Es war eine gute Entscheidung, Wii und DS einen völlig eigenständigen Ableger der NfS-Serie zu spendieren. Dabei wird ohne blöde Hintergrundgeschichte und Filmschnipsel der reine Arcade-Fahrspaß mit Nitros und Drifts in den Mittelpunkt gerückt. Klar, neben dem optischen Tuning hätten dem Titel auch Leistungs-Upgrades gut gestanden, aber auch so eignet sich Nitro nicht zuletzt aufgrund der sauberen Technik und des lässigen Grafikstils immer wieder für eine Runde zwischendurch - zumindest auf Nintendos Heimkonsole. Auf dem DS sorgen die gekürzten Modi, übertrieben schwankende Gummiband-KI sowie technische Probleme dagegen nur für einen Platz im Mittelfeld. Zudem ist es auf beiden Plattformen bedauerlich, dass man nicht online antreten darf, doch entschädigt dafür ein Splitscreen für bis zu vier Raser auf Wii bzw. die Drahtlos-Verbindungen am DS, mit denen man lokal um den Sieg kämpft.

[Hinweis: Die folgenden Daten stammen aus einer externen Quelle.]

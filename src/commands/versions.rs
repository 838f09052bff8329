use doclink::api::{ApiClient, DefaultNameKind};
use doclink::link::LinkManager;
use doclink::path::parse_web_path;
use doclink::version::{success_description, update_references_message};
use serde_json::json;
use tokio_util::sync::CancellationToken;

use super::{write_json, CommandError, Settings};

pub async fn push_version(
    manager: &LinkManager,
    name: Option<String>,
    description: &str,
    recursive: bool,
    cancel: &CancellationToken,
) -> Result<(), CommandError> {
    let name = match name {
        Some(name) => name,
        None => {
            manager
                .client()
                .default_name(DefaultNameKind::Version, cancel)
                .await?
        }
    };
    let pushed = manager.push_version(&name, description, recursive, cancel).await?;
    write_json(&json!({
        "message": "Successfully pushed version",
        "description": success_description(pushed.targets.len()),
        "name": pushed.name,
        "targets": pushed.targets,
        "updatedElements": pushed.updated.updated_elements,
    }))
}

pub async fn update_references(
    client: &ApiClient,
    settings: &Settings,
    children: &[String],
    cancel: &CancellationToken,
) -> Result<(), CommandError> {
    let children = children
        .iter()
        .map(|url| {
            parse_web_path(&settings.cad_host, url)
                .and_then(|identifier| identifier.instance().cloned())
                .ok_or(CommandError::InvalidUrl)
        })
        .collect::<Result<Vec<_>, _>>()?;
    let result = client.update_references(&children, cancel).await?;
    write_json(&json!({
        "message": update_references_message(result.updated_elements),
        "updatedElements": result.updated_elements,
    }))
}

pub async fn default_name(
    client: &ApiClient,
    kind: DefaultNameKind,
    cancel: &CancellationToken,
) -> Result<(), CommandError> {
    let name = client.default_name(kind, cancel).await?;
    write_json(&json!({ "name": name }))
}
use serde::{Deserialize, Serialize};

use crate::path::{InstancePath, InstanceType};

/// Linked document as sent by the backend.
#[derive(Debug, Clone, Default, PartialEq, Eq, Serialize, Deserialize)]
#[serde(rename_all = "camelCase")]
pub struct LinkedDocumentRecord {
    pub document_id: String,
    #[serde(alias = "workspaceId")]
    pub instance_id: String,
    #[serde(default)]
    pub instance_type: InstanceType,
    #[serde(default, skip_serializing_if = "Option::is_none")]
    pub is_openable: Option<bool>,
    #[serde(default, skip_serializing_if = "Option::is_none")]
    pub name: Option<String>,
    #[serde(default, alias = "workspaceName", skip_serializing_if = "Option::is_none")]
    pub instance_name: Option<String>,
}

/// A linked document whose metadata the backend could read.
#[derive(Debug, Clone, PartialEq, Eq)]
pub struct ResolvedLink {
    pub instance: InstancePath,
    pub name: String,
    pub instance_name: String,
}

/// A linked document, sorted by whether it can be opened.
///
/// Unresolved links point at documents that were deleted or are not shared
/// with the user; only their identity is known.
#[derive(Debug, Clone, PartialEq, Eq, Serialize, Deserialize)]
#[serde(from = "LinkedDocumentRecord", into = "LinkedDocumentRecord")]
pub enum LinkedDocument {
    Resolved(ResolvedLink),
    Unresolved(InstancePath),
}

impl LinkedDocument {
    #[must_use]
    pub fn is_resolved(&self) -> bool {
        matches!(self, Self::Resolved(_))
    }

    #[must_use]
    pub fn as_resolved(&self) -> Option<&ResolvedLink> {
        match self {
            Self::Resolved(link) => Some(link),
            Self::Unresolved(_) => None,
        }
    }

    #[must_use]
    pub fn path(&self) -> &InstancePath {
        match self {
            Self::Resolved(link) => &link.instance,
            Self::Unresolved(path) => path,
        }
    }

    /// Whether this link points at `target`, ignoring the instance type.
    #[must_use]
    pub fn matches(&self, target: &InstancePath) -> bool {
        self.path().same_link_target(target)
    }

    /// Name to show for the link; unresolved links fall back to the id.
    #[must_use]
    pub fn display_name(&self) -> &str {
        match self {
            Self::Resolved(link) => &link.name,
            Self::Unresolved(path) => &path.document_id,
        }
    }
}

impl From<LinkedDocumentRecord> for LinkedDocument {
    fn from(record: LinkedDocumentRecord) -> Self {
        let instance = InstancePath::new(record.document_id, record.instance_id, record.instance_type);
        match (record.is_openable.unwrap_or(true), record.name) {
            (true, Some(name)) => Self::Resolved(ResolvedLink {
                instance,
                name,
                instance_name: record.instance_name.unwrap_or_default(),
            }),
            _ => Self::Unresolved(instance),
        }
    }
}

impl From<LinkedDocument> for LinkedDocumentRecord {
    fn from(document: LinkedDocument) -> Self {
        match document {
            LinkedDocument::Resolved(link) => Self {
                document_id: link.instance.document_id,
                instance_id: link.instance.instance_id,
                instance_type: link.instance.instance_type,
                is_openable: Some(true),
                name: Some(link.name),
                instance_name: Some(link.instance_name),
            },
            LinkedDocument::Unresolved(path) => Self {
                document_id: path.document_id,
                instance_id: path.instance_id,
                instance_type: path.instance_type,
                is_openable: Some(false),
                name: None,
                instance_name: None,
            },
        }
    }
}

/// The resolved links in `documents`, in order.
pub fn resolved(documents: &[LinkedDocument]) -> impl Iterator<Item = &ResolvedLink> {
    documents.iter().filter_map(LinkedDocument::as_resolved)
}

#[must_use]
pub fn all_resolved(documents: &[LinkedDocument]) -> bool {
    documents.iter().all(LinkedDocument::is_resolved)
}

#[cfg(test)]
#[path = "document_tests.rs"]
mod tests;
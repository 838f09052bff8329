use serde::Deserialize;
use thiserror::Error;

/// Fallback shown when the inaccessible document is neither the current one
/// nor known by name.
pub const UNKNOWN_ACCESS_MESSAGE: &str = "You don't have access to a needed document.";

const MISSING_PERMISSION: &str = "MISSING_PERMISSION";
const LINKED_CYCLE: &str = "LINKED_CYCLE";
const CLIENT_EXCEPTION: &str = "CLIENT_EXCEPTION";
const USER_EXCEPTION: &str = "USER_EXCEPTION";

/// JSON body the backend sends with a failed response.
#[derive(Debug, Clone, Default, Deserialize)]
#[serde(rename_all = "camelCase")]
pub struct ErrorBody {
    #[serde(rename = "type")]
    pub kind: String,
    #[serde(default)]
    pub permission: Option<String>,
    #[serde(default)]
    pub document_id: Option<String>,
    #[serde(default)]
    pub document_name: Option<String>,
    #[serde(default)]
    pub message: Option<String>,
}

/// A backend rejection the client knows how to present.
#[derive(Error, Debug, Clone, PartialEq, Eq)]
pub enum ReportedError {
    #[error("{}", missing_permission_message(.permission, .is_current_document, .document_name))]
    MissingPermission {
        /// Display form, e.g. `Write` or `Link document`.
        permission: String,
        is_current_document: bool,
        document_name: Option<String>,
    },
    #[error("Linked documents form a cycle.")]
    LinkedCycle,
    #[error("{}", .message.as_deref().unwrap_or("The request was rejected."))]
    Generic {
        kind: String,
        message: Option<String>,
    },
}

impl ReportedError {
    /// Maps a backend error body to a reported error.
    ///
    /// Returns `None` for bodies that are not objects, lack a `type`, or carry
    /// a type the client has no special handling for.
    #[must_use]
    pub fn classify(body: &serde_json::Value, current_document_id: &str) -> Option<Self> {
        let body = ErrorBody::deserialize(body).ok()?;
        Self::from_body(body, current_document_id)
    }

    #[must_use]
    pub fn from_body(body: ErrorBody, current_document_id: &str) -> Option<Self> {
        match body.kind.as_str() {
            MISSING_PERMISSION => {
                let is_current_document = match &body.document_id {
                    Some(id) => id == current_document_id,
                    None => body.document_name.is_none(),
                };
                Some(Self::MissingPermission {
                    permission: display_permission(body.permission.as_deref().unwrap_or("Read")),
                    is_current_document,
                    document_name: body.document_name,
                })
            }
            LINKED_CYCLE => Some(Self::LinkedCycle),
            CLIENT_EXCEPTION | USER_EXCEPTION => Some(Self::Generic {
                kind: body.kind,
                message: body.message,
            }),
            _ => None,
        }
    }

    /// Description of a missing permission, falling back to
    /// `unknown_access_message` when the document can't be named.
    #[must_use]
    pub fn description(&self, unknown_access_message: Option<&str>) -> String {
        match self {
            Self::MissingPermission {
                permission,
                is_current_document,
                document_name,
            } => permission_description(
                permission,
                *is_current_document,
                document_name.as_deref(),
                unknown_access_message,
            ),
            other => other.to_string(),
        }
    }
}

#[allow(clippy::trivially_copy_pass_by_ref, clippy::ref_option)]
fn missing_permission_message(
    permission: &str,
    is_current_document: &bool,
    document_name: &Option<String>,
) -> String {
    permission_description(permission, *is_current_document, document_name.as_deref(), None)
}

fn permission_description(
    permission: &str,
    is_current_document: bool,
    document_name: Option<&str>,
    unknown_access_message: Option<&str>,
) -> String {
    if is_current_document {
        format!("You need to have {permission} access to this document.")
    } else if let Some(name) = document_name {
        format!("You need to have {permission} access to {name}.")
    } else {
        unknown_access_message
            .unwrap_or(UNKNOWN_ACCESS_MESSAGE)
            .to_string()
    }
}

/// `LINK` reads as "Link document" to match the sharing dialog; everything
/// else is capitalized (`WRITE` -> `Write`).
fn display_permission(raw: &str) -> String {
    if raw.eq_ignore_ascii_case("LINK") {
        return "Link document".to_string();
    }
    let mut chars = raw.chars();
    match chars.next() {
        Some(first) => first.to_uppercase().chain(chars.flat_map(char::to_lowercase)).collect(),
        None => String::new(),
    }
}
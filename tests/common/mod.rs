//! Common test utilities
#![allow(dead_code)]
#![allow(clippy::unwrap_used, clippy::expect_used, clippy::arithmetic_side_effects)]

use std::collections::VecDeque;
use std::sync::{Arc, Mutex};
use std::time::Duration;

use async_trait::async_trait;
use doclink::api::{ApiClient, ApiRequest, ApiResponse, RetryPolicy, Transport};
use doclink::errors::TransportError;
use doclink::path::{ElementPath, InstanceType};
use doclink::SessionContext;
use http::StatusCode;
use serde_json::{json, Value};

pub const CURRENT_DOCUMENT: &str = "current-doc";
pub const CURRENT_WORKSPACE: &str = "current-ws";
pub const CURRENT_ELEMENT: &str = "current-tab";
pub const CAD_HOST: &str = "cad.onshape.com";

/// In-memory transport that replays queued responses and records every
/// request it receives. Runs out with a connection error.
#[derive(Default)]
pub struct ScriptedTransport {
    responses: Mutex<VecDeque<Result<ApiResponse, TransportError>>>,
    requests: Mutex<Vec<ApiRequest>>,
}

impl ScriptedTransport {
    pub fn new() -> Arc<Self> {
        Arc::new(Self::default())
    }

    pub fn push_json(&self, status: u16, body: Value) {
        let status = StatusCode::from_u16(status).expect("valid status code");
        self.responses
            .lock()
            .unwrap()
            .push_back(Ok(ApiResponse::json(status, &body)));
    }

    pub fn push_ok(&self, body: Value) {
        self.push_json(200, body);
    }

    pub fn push_connection_error(&self) {
        self.responses
            .lock()
            .unwrap()
            .push_back(Err(TransportError::Connection("connection refused".into())));
    }

    pub fn requests(&self) -> Vec<ApiRequest> {
        self.requests.lock().unwrap().clone()
    }

    pub fn request_count(&self) -> usize {
        self.requests.lock().unwrap().len()
    }

    pub fn last_request(&self) -> ApiRequest {
        self.requests
            .lock()
            .unwrap()
            .last()
            .cloned()
            .expect("at least one request")
    }
}

#[async_trait]
impl Transport for ScriptedTransport {
    async fn send(&self, request: &ApiRequest) -> Result<ApiResponse, TransportError> {
        self.requests.lock().unwrap().push(request.clone());
        self.responses
            .lock()
            .unwrap()
            .pop_front()
            .unwrap_or_else(|| Err(TransportError::Connection("no scripted response".into())))
    }
}

/// Transport whose requests never complete.
#[derive(Default)]
pub struct StalledTransport {
    pub sent: Mutex<usize>,
}

#[async_trait]
impl Transport for StalledTransport {
    async fn send(&self, _request: &ApiRequest) -> Result<ApiResponse, TransportError> {
        *self.sent.lock().unwrap() += 1;
        std::future::pending().await
    }
}

/// Session opened in a part studio of the current workspace.
pub fn session() -> SessionContext {
    SessionContext::from(ElementPath::new(
        CURRENT_DOCUMENT,
        CURRENT_WORKSPACE,
        InstanceType::Workspace,
        CURRENT_ELEMENT,
    ))
}

/// Same backoff shape as the default, in milliseconds.
pub fn fast_retry() -> RetryPolicy {
    RetryPolicy {
        max_failures: 4,
        base_delay: Duration::from_millis(1),
        max_delay: Duration::from_millis(4),
    }
}

pub fn client(transport: Arc<dyn Transport>) -> ApiClient {
    ApiClient::new(transport, session()).with_retry_policy(fast_retry())
}

pub fn client_with(transport: Arc<dyn Transport>, context: SessionContext) -> ApiClient {
    ApiClient::new(transport, context).with_retry_policy(fast_retry())
}

/// A resolved linked-document record as the backend sends it.
pub fn linked_record(document_id: &str, workspace_id: &str, name: &str) -> Value {
    json!({
        "documentId": document_id,
        "instanceId": workspace_id,
        "instanceType": "w",
        "isOpenable": true,
        "name": name,
        "instanceName": "Main"
    })
}

pub fn query_value<'a>(request: &'a ApiRequest, key: &str) -> Option<&'a str> {
    request
        .query
        .iter()
        .find(|(k, _)| k == key)
        .map(|(_, v)| v.as_str())
}

pub fn web_url(document_id: &str, instance_code: &str, instance_id: &str) -> String {
    format!("https://{CAD_HOST}/documents/{document_id}/{instance_code}/{instance_id}")
}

Der schwankende Schwierigkeitsgrad innerhalb der Wii-Karriere sowie vereinzelte KI-Aussetzer, bei denen die Konkurrenten scheinbar zielgerichtet auf ein Hindernis krachen, sind ebenfalls kleine Dämpfer in einem insgesamt gut geschnürten Arcade-Raser-Paket.

Pro

flüssige Darstellung (Wii)
hervorragendes Geschwindigkeitsgefühl (Wii)
sehr gute (Arcade-)Steuerung
abwechslungsreiche Schauplätze
kinderleichtes optisches Tuning (Wii)
diverse Rennmodi
umfangreiche Karriere
cooler Comic-Stil
toller Fuhrpark
zuschaltbare Lenkhilfe (Wii)
so ziemlich jede Controller-Variante wird unterstützt (Wii)
bis zu acht Fahrzeuge auf der Piste (Wii)
Schäden wirken sich auf Nitrospeicher aus (Wii)
Splitscreen für bis zu vier Spieler (Einzelrennen & Karriere) (Wii)

Kontra

kein Leistungstuning mehr
Gummiband-KI (Wii)
extreme Gummiband-KI (DS)
kaum Einfluss auf Karosserie-Upgrades & Felgen (Wii)
vereinzelte KI-Aussetzer (Wii)
schwankender Schwierigkeitsgrad (Wii)
kein Onlinemodus
nur Außenansicht
Slowdowns (DS)
weniger Karriere-Events (DS)
keine Preisgelder / Autoshops (DS)

Wertung

Wii

Flotter Arcade-Racer mit guter Steuerung und ansprechenden Kulissen!

NDS

Die starke Gummiband-KI, weniger Inhalt und technische Schwächen sorgen auf dem DS nur für eine Platzierung im Mittelfeld!